The lines you return must be all those in the data that hold the string "push".

------ DATA FOR THIS EXERCISE ------

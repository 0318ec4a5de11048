//! Time-indexed payloads.

use drsig_sdk::objects::SeriesPoint;
use time::{Duration, PrimitiveDateTime};

use super::record::Timeframe;

/// Ordered `(timestamp, value)` samples taken at a uniform step.
///
/// Points are always sorted by timestamp. Constructors never panic on
/// date overflow: sampling stops at the last representable instant.
#[derive(Debug, Clone, PartialEq)]
pub struct TimeSeries {
    step: Duration,
    points: Vec<(PrimitiveDateTime, f64)>,
}

impl TimeSeries {
    pub fn empty(step: Duration) -> Self {
        Self {
            step,
            points: Vec::new(),
        }
    }

    /// A constant `value` sampled at `start + k * step` for every instant in
    /// `[start, end)`.
    pub fn constant(
        start: PrimitiveDateTime,
        end: PrimitiveDateTime,
        step: Duration,
        value: f64,
    ) -> Self {
        let mut points = Vec::new();
        if step.is_positive() {
            let mut at = Some(start);
            while let Some(ts) = at.filter(|ts| *ts < end) {
                points.push((ts, value));
                at = ts.checked_add(step);
            }
        }
        Self { step, points }
    }

    /// Value `i` of `values` is placed at `start + i * step`.
    ///
    /// No bound is applied here; callers that own a window check the length
    /// against [`TimeSeries::slots`] first.
    pub fn from_values(
        start: PrimitiveDateTime,
        step: Duration,
        values: impl IntoIterator<Item = f64>,
    ) -> Self {
        let mut points = Vec::new();
        let mut at = Some(start);
        for value in values {
            let Some(ts) = at else { break };
            points.push((ts, value));
            at = ts.checked_add(step);
        }
        Self { step, points }
    }

    /// Build from arbitrary points; they are sorted by timestamp, keeping
    /// the input order of equal timestamps.
    pub fn from_points(
        step: Duration,
        points: impl IntoIterator<Item = (PrimitiveDateTime, f64)>,
    ) -> Self {
        let mut points: Vec<_> = points.into_iter().collect();
        points.sort_by_key(|(ts, _)| *ts);
        Self { step, points }
    }

    /// Number of instants `start + k * step` inside `[window.start, window.end)`.
    pub fn slots(window: &Timeframe, step: Duration) -> usize {
        let step = step.whole_nanoseconds();
        if step <= 0 {
            return 0;
        }
        let span = (window.end() - window.start()).whole_nanoseconds().max(0);
        usize::try_from((span + step - 1) / step).unwrap_or(usize::MAX)
    }

    /// Keep only points whose timestamp lies in `[window.start, window.end)`.
    pub fn restrict(self, window: &Timeframe) -> Self {
        let mut points = self.points;
        points.retain(|(ts, _)| *ts >= window.start() && *ts < window.end());
        Self {
            step: self.step,
            points,
        }
    }

    /// Union of two series with the same step.
    pub fn merge(self, other: TimeSeries) -> Self {
        let step = self.step;
        Self::from_points(step, self.points.into_iter().chain(other.points))
    }

    /// Keep only points whose timestamp lies in `[window.start, window.end]`.
    pub fn clip(&self, window: &Timeframe) -> Self {
        Self {
            step: self.step,
            points: self
                .points
                .iter()
                .filter(|(ts, _)| window.contains(*ts))
                .copied()
                .collect(),
        }
    }

    pub fn step(&self) -> Duration {
        self.step
    }

    pub fn points(&self) -> &[(PrimitiveDateTime, f64)] {
        &self.points
    }

    pub fn len(&self) -> usize {
        self.points.len()
    }

    pub fn is_empty(&self) -> bool {
        self.points.is_empty()
    }

    pub fn to_wire(&self) -> Vec<SeriesPoint> {
        self.points
            .iter()
            .map(|(timestamp, value)| SeriesPoint {
                timestamp: *timestamp,
                value: *value,
            })
            .collect()
    }
}

#[cfg(test)]
mod tests {
    use super::*;
    use time::macros::datetime;

    #[test]
    fn test_constant_is_half_open() {
        let series = TimeSeries::constant(
            datetime!(2024-01-01 01:00),
            datetime!(2024-01-01 03:00),
            Duration::hours(1),
            5.0,
        );
        assert_eq!(
            series.points(),
            &[
                (datetime!(2024-01-01 01:00), 5.0),
                (datetime!(2024-01-01 02:00), 5.0),
            ]
        );
    }

    #[test]
    fn test_constant_with_empty_window_or_bad_step() {
        let at = datetime!(2024-01-01 01:00);
        assert!(TimeSeries::constant(at, at, Duration::hours(1), 1.0).is_empty());
        assert!(
            TimeSeries::constant(at, datetime!(2024-01-02 01:00), Duration::ZERO, 1.0).is_empty()
        );
    }

    #[test]
    fn test_from_values_uses_uniform_step() {
        let series = TimeSeries::from_values(
            datetime!(2024-01-01 00:00),
            Duration::minutes(15),
            [1.0, 2.0, 3.0],
        );
        assert_eq!(series.points()[2], (datetime!(2024-01-01 00:30), 3.0));
        assert_eq!(series.len(), 3);
    }

    #[test]
    fn test_slots_match_constant_sampling() {
        let step = Duration::hours(1);
        let window =
            Timeframe::new(datetime!(2024-01-01 00:00), datetime!(2024-01-01 02:00)).unwrap();
        let constant = TimeSeries::constant(window.start(), window.end(), step, 1.0);
        assert_eq!(TimeSeries::slots(&window, step), constant.len());
        assert_eq!(TimeSeries::slots(&window, step), 2);

        let ragged =
            Timeframe::new(datetime!(2024-01-01 00:00), datetime!(2024-01-01 02:30)).unwrap();
        assert_eq!(TimeSeries::slots(&ragged, step), 3);

        let instant =
            Timeframe::new(datetime!(2024-01-01 00:00), datetime!(2024-01-01 00:00)).unwrap();
        assert_eq!(TimeSeries::slots(&instant, step), 0);
        assert_eq!(TimeSeries::slots(&window, Duration::ZERO), 0);
    }

    #[test]
    fn test_restrict_drops_end_and_outside_points() {
        let series = TimeSeries::from_values(
            datetime!(2023-12-31 23:00),
            Duration::hours(1),
            [0.0, 1.0, 2.0, 3.0],
        );
        let window =
            Timeframe::new(datetime!(2024-01-01 00:00), datetime!(2024-01-01 02:00)).unwrap();
        let restricted = series.restrict(&window);
        assert_eq!(
            restricted.points(),
            &[
                (datetime!(2024-01-01 00:00), 1.0),
                (datetime!(2024-01-01 01:00), 2.0),
            ]
        );
    }

    #[test]
    fn test_merge_sorts_by_time() {
        let later = TimeSeries::from_values(datetime!(2024-01-01 05:00), Duration::hours(1), [2.0]);
        let earlier =
            TimeSeries::from_values(datetime!(2024-01-01 01:00), Duration::hours(1), [1.0]);
        let merged = later.merge(earlier);
        assert_eq!(merged.points()[0].1, 1.0);
        assert_eq!(merged.points()[1].1, 2.0);
    }

    #[test]
    fn test_clip_is_inclusive() {
        let series = TimeSeries::from_values(
            datetime!(2024-01-01 10:00),
            Duration::hours(1),
            (10..=20).map(f64::from),
        );
        let window =
            Timeframe::new(datetime!(2024-01-01 15:00), datetime!(2024-01-01 23:00)).unwrap();
        let clipped = series.clip(&window);
        assert_eq!(clipped.points().first().map(|p| p.1), Some(15.0));
        assert_eq!(clipped.points().last().map(|p| p.1), Some(20.0));
    }
}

------

■ RESPONSE TO THIS TASK
                points.push((ts, value));
            points.push((ts, value));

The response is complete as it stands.